Quale esempio per i giovani?
La moralità delle masse è essenzialmente basata su una regressione che non concede eccezioni. L’emozionalità insita che guida la massa sfocia poi in quei comportamenti deprecabili fatti di scontri e non incontri. L’altro come entità da far soccombere. In tutto questo, il giovane che si avvicina a questi luoghi lo fa con una identificazione verso il gruppo e conseguentemente ne fa propria l’ideologia ed i comportamenti. L’interiorizzazione avviene per imitazione di figure di riferimento.
Quali figure di riferimento oggi?
Le figure di riferimento primarie risultano determinanti nell’instaurare il primo rapporto significativo, perché traccia il solco nel quale tutti gli altri rapporti verranno coltivati. Col tempo l’imitazione e l’interiorizzazione delle figure di riferimento vengono a modellare le caratteristiche personologiche di un giovane in crescita. Questo processo, chiamato in psicologia ‘individuazione’, passa per delle tappe ben definite.
La castrazione di Edipo
Il famoso complesso di Edipo (o di Elettra), per il quale si odierebbe il genitore dello stesso sesso perché si ama l’altro, si risolverebbe per Freud tra i 3 e i 6 anni: dal momento in cui, cioè, si interiorizza la figura genitoriale omologa e la si accetta. Come si interiorizza il genitore? È la “castrazione” genitoriale a dare avvio a questo processo, ovvero l’introduzione della norma, la frustrazione graduale, l’ingresso dell’altro (inteso in senso ampio) che può limitare la libertà di volizione e di comportamento e che finisce per creare in breve lo sviluppo morale.
Ovvero il discernere ciò che è bene e ciò che è male. Il bambino piccolo al quale vengono regolarmente soddisfatti i propri bisogni sviluppa un pensiero di onnipotenza. È naturale e normale che sia così proprio per un equilibrato sviluppo fino ad una certa età: i primi bisogni sono quelli fisiologici e di sicurezza. Questa convinzione di poter ottenere tutto, con la crescita, ha bisogno di essere contenuta. Nel mondo, infatti, non è possibile ottenere sempre ciò che si vuole, pertanto il “no” è un utile ed efficace strumento di educazione.

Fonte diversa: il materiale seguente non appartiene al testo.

//! HTTP boundary for the quote assistant.
//!
//! Thin axum layer over the orchestrators: each feature route validates the
//! request body, runs one pipeline, and maps the outcome onto a status code.
//! Degraded results keep the normal 200 shape so editor clients never have
//! to special-case an unavailable model; rate limiting is the one upstream
//! condition surfaced as a distinct status.

use std::net::SocketAddr;
use std::sync::Arc;

use axum::extract::State;
use axum::http::StatusCode;
use axum::response::{IntoResponse, Response};
use axum::routing::{get, post};
use axum::{Json, Router};
use chrono::{DateTime, Utc};
use serde::Serialize;
use serde_json::Value;
use tokio::sync::oneshot;
use tower_http::cors::{Any, CorsLayer};

use crate::core::fallback::FallbackGenerator;
use crate::core::orchestrator::{
    BackgroundOrchestrator, EnhanceFeature, FeatureError, ImageIdeasFeature, Orchestrator,
    RunOutcome, SentimentFeature,
};
use crate::core::types::{BackgroundSource, BackgroundSuggestion, ColorPalette, Sentiment};

const TEXT_REQUIRED: &str = "Invalid request. Text is required.";
const QUOTE_TEXT_REQUIRED: &str = "Invalid request. Quote text is required.";

// ============================================================================
// Service state
// ============================================================================

/// Shared state handed to every route handler.
pub struct ServiceState {
    orchestrator: Orchestrator,
    backgrounds: BackgroundOrchestrator,
    started_at: DateTime<Utc>,
}

impl ServiceState {
    pub fn new(orchestrator: Orchestrator, backgrounds: BackgroundOrchestrator) -> Self {
        Self {
            orchestrator,
            backgrounds,
            started_at: Utc::now(),
        }
    }
}

// ============================================================================
// Quote service
// ============================================================================

/// HTTP service exposing the feature routes.
pub struct QuoteService {
    addr: String,
    state: Arc<ServiceState>,
    bound: Option<SocketAddr>,
    shutdown_tx: Option<oneshot::Sender<()>>,
}

impl QuoteService {
    /// Create a service that will listen on `addr` (`host:port`) once started.
    pub fn new(addr: impl Into<String>, state: ServiceState) -> Self {
        Self {
            addr: addr.into(),
            state: Arc::new(state),
            bound: None,
            shutdown_tx: None,
        }
    }

    /// Base URL of the running service, `None` before `start`.
    pub fn url(&self) -> Option<String> {
        self.bound.map(|addr| format!("http://{addr}"))
    }

    /// Start serving. Binds before spawning so callers see bind failures
    /// directly and, when given port 0, can read the chosen port from `url`.
    pub async fn start(&mut self) -> Result<(), String> {
        if self.shutdown_tx.is_some() {
            return Err("Service already running".to_string());
        }

        let listener = tokio::net::TcpListener::bind(&self.addr)
            .await
            .map_err(|e| format!("Failed to bind {}: {e}", self.addr))?;
        let bound = listener
            .local_addr()
            .map_err(|e| format!("Failed to read bound address: {e}"))?;

        let (shutdown_tx, shutdown_rx) = oneshot::channel();
        let app = router(self.state.clone());

        // Plain HTTP is intentional: the service fronts editors on localhost.
        tokio::spawn(async move {
            log::info!("Quote service started on http://{}", bound);
            axum::serve(listener, app)
                .with_graceful_shutdown(async {
                    let _ = shutdown_rx.await;
                    log::info!("Quote service shutting down");
                })
                .await
                .ok();
        });

        self.bound = Some(bound);
        self.shutdown_tx = Some(shutdown_tx);
        Ok(())
    }

    /// Stop the service.
    pub async fn stop(&mut self) {
        if let Some(tx) = self.shutdown_tx.take() {
            let _ = tx.send(());
            log::info!("Quote service stopped");
        }
        self.bound = None;
    }

    /// Check if the service is running.
    pub fn is_running(&self) -> bool {
        self.shutdown_tx.is_some()
    }
}

/// Build the route table. Public so tests can drive handlers without a
/// listening socket.
pub fn router(state: Arc<ServiceState>) -> Router {
    Router::new()
        .route("/api/analyze-sentiment", post(analyze_sentiment))
        .route("/api/enhance-quote", post(enhance_quote))
        .route("/api/generate-image-ideas", post(generate_image_ideas))
        .route("/api/suggest-background", post(suggest_background))
        .route("/health", get(health))
        .layer(CorsLayer::new().allow_origin(Any).allow_methods(Any).allow_headers(Any))
        .with_state(state)
}

// ============================================================================
// Response shapes
// ============================================================================

/// Feature result plus the optional caller-facing diagnostic.
#[derive(Serialize)]
struct FeaturePayload<T> {
    #[serde(flatten)]
    result: T,
    #[serde(skip_serializing_if = "Option::is_none")]
    error: Option<String>,
}

#[derive(Serialize)]
struct BackgroundsPayload {
    backgrounds: Vec<BackgroundSuggestion>,
    palettes: Vec<ColorPalette>,
}

fn invalid_request(message: &str) -> Response {
    (
        StatusCode::BAD_REQUEST,
        Json(serde_json::json!({ "error": message })),
    )
        .into_response()
}

/// Map a pipeline outcome onto the wire: 429 plus retry hint when upstream
/// throttled us, plain 200 otherwise (degraded or not).
fn feature_response<T: Serialize>(outcome: RunOutcome<T>) -> Response {
    let status = if outcome.rate_limited {
        StatusCode::TOO_MANY_REQUESTS
    } else {
        StatusCode::OK
    };
    (
        status,
        Json(FeaturePayload {
            result: outcome.value,
            error: outcome.error,
        }),
    )
        .into_response()
}

/// Optional string field, treating empty and non-string values as absent.
fn optional_str<'a>(body: &'a Value, field: &str) -> Option<&'a str> {
    body.get(field)
        .and_then(Value::as_str)
        .filter(|s| !s.trim().is_empty())
}

// ============================================================================
// HTTP handlers
// ============================================================================

/// Health check endpoint
async fn health(State(state): State<Arc<ServiceState>>) -> impl IntoResponse {
    Json(serde_json::json!({
        "service": crate::NAME,
        "version": crate::VERSION,
        "status": "ok",
        "startedAt": state.started_at.to_rfc3339(),
    }))
}

/// Sentiment analysis endpoint
async fn analyze_sentiment(
    State(state): State<Arc<ServiceState>>,
    Json(body): Json<Value>,
) -> Response {
    let Some(text) = body.get("text").and_then(Value::as_str) else {
        return invalid_request(TEXT_REQUIRED);
    };

    let mut generator = FallbackGenerator::new();
    match state
        .orchestrator
        .run(&SentimentFeature { text }, &mut generator)
        .await
    {
        Ok(outcome) => feature_response(outcome),
        Err(FeatureError::InvalidInput) => invalid_request(TEXT_REQUIRED),
    }
}

/// Quote enhancement endpoint
async fn enhance_quote(
    State(state): State<Arc<ServiceState>>,
    Json(body): Json<Value>,
) -> Response {
    let Some(text) = body.get("text").and_then(Value::as_str) else {
        return invalid_request(QUOTE_TEXT_REQUIRED);
    };
    let style = optional_str(&body, "style");

    let mut generator = FallbackGenerator::new();
    match state
        .orchestrator
        .run(&EnhanceFeature { text, style }, &mut generator)
        .await
    {
        Ok(outcome) => feature_response(outcome),
        Err(FeatureError::InvalidInput) => invalid_request(QUOTE_TEXT_REQUIRED),
    }
}

/// Image idea generation endpoint
async fn generate_image_ideas(
    State(state): State<Arc<ServiceState>>,
    Json(body): Json<Value>,
) -> Response {
    let Some(text) = body.get("text").and_then(Value::as_str) else {
        return invalid_request(QUOTE_TEXT_REQUIRED);
    };
    let theme = optional_str(&body, "theme");
    let tone = optional_str(&body, "tone");

    let mut generator = FallbackGenerator::new();
    match state
        .orchestrator
        .run(&ImageIdeasFeature { text, theme, tone }, &mut generator)
        .await
    {
        Ok(outcome) => feature_response(outcome),
        Err(FeatureError::InvalidInput) => invalid_request(QUOTE_TEXT_REQUIRED),
    }
}

/// Background suggestion endpoint
async fn suggest_background(
    State(state): State<Arc<ServiceState>>,
    Json(body): Json<Value>,
) -> Response {
    let Some(text) = body.get("text").and_then(Value::as_str) else {
        return invalid_request(TEXT_REQUIRED);
    };
    let sentiment = body
        .get("sentiment")
        .and_then(Value::as_str)
        .map(Sentiment::from_label_or_neutral);
    // Unknown source labels fall back to the generator rather than erroring.
    let source: BackgroundSource = body
        .get("source")
        .map(|v| serde_json::from_value(v.clone()).unwrap_or_default())
        .unwrap_or_default();

    let mut generator = FallbackGenerator::new();
    match state
        .backgrounds
        .suggest(text, sentiment, source, &mut generator)
        .await
    {
        Ok(backgrounds) => Json(BackgroundsPayload {
            backgrounds,
            palettes: ColorPalette::presets(),
        })
        .into_response(),
        Err(FeatureError::InvalidInput) => invalid_request(TEXT_REQUIRED),
    }
}

// ============================================================================
// Tests
// ============================================================================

Mister Pappalardo / Il genitore elicottero e il figlio “campione”
Viene definita così quella figura che funge da chioccia fino ad una tarda età, evitando così la piena autonomia e realizzazione dei figli. Un’indipendenza che, si badi bene, comincia già con il primo atto di creazione da parte del bambino: il controllo dello sfintere. Ubbidire alle direttive genitoriali sul quando e dove è possibile espletare i propri bisogni può influenzare lo sviluppo dello spirito di autonomia, ovvero l’insediarsi della vergogna e del dubbio di non riuscire.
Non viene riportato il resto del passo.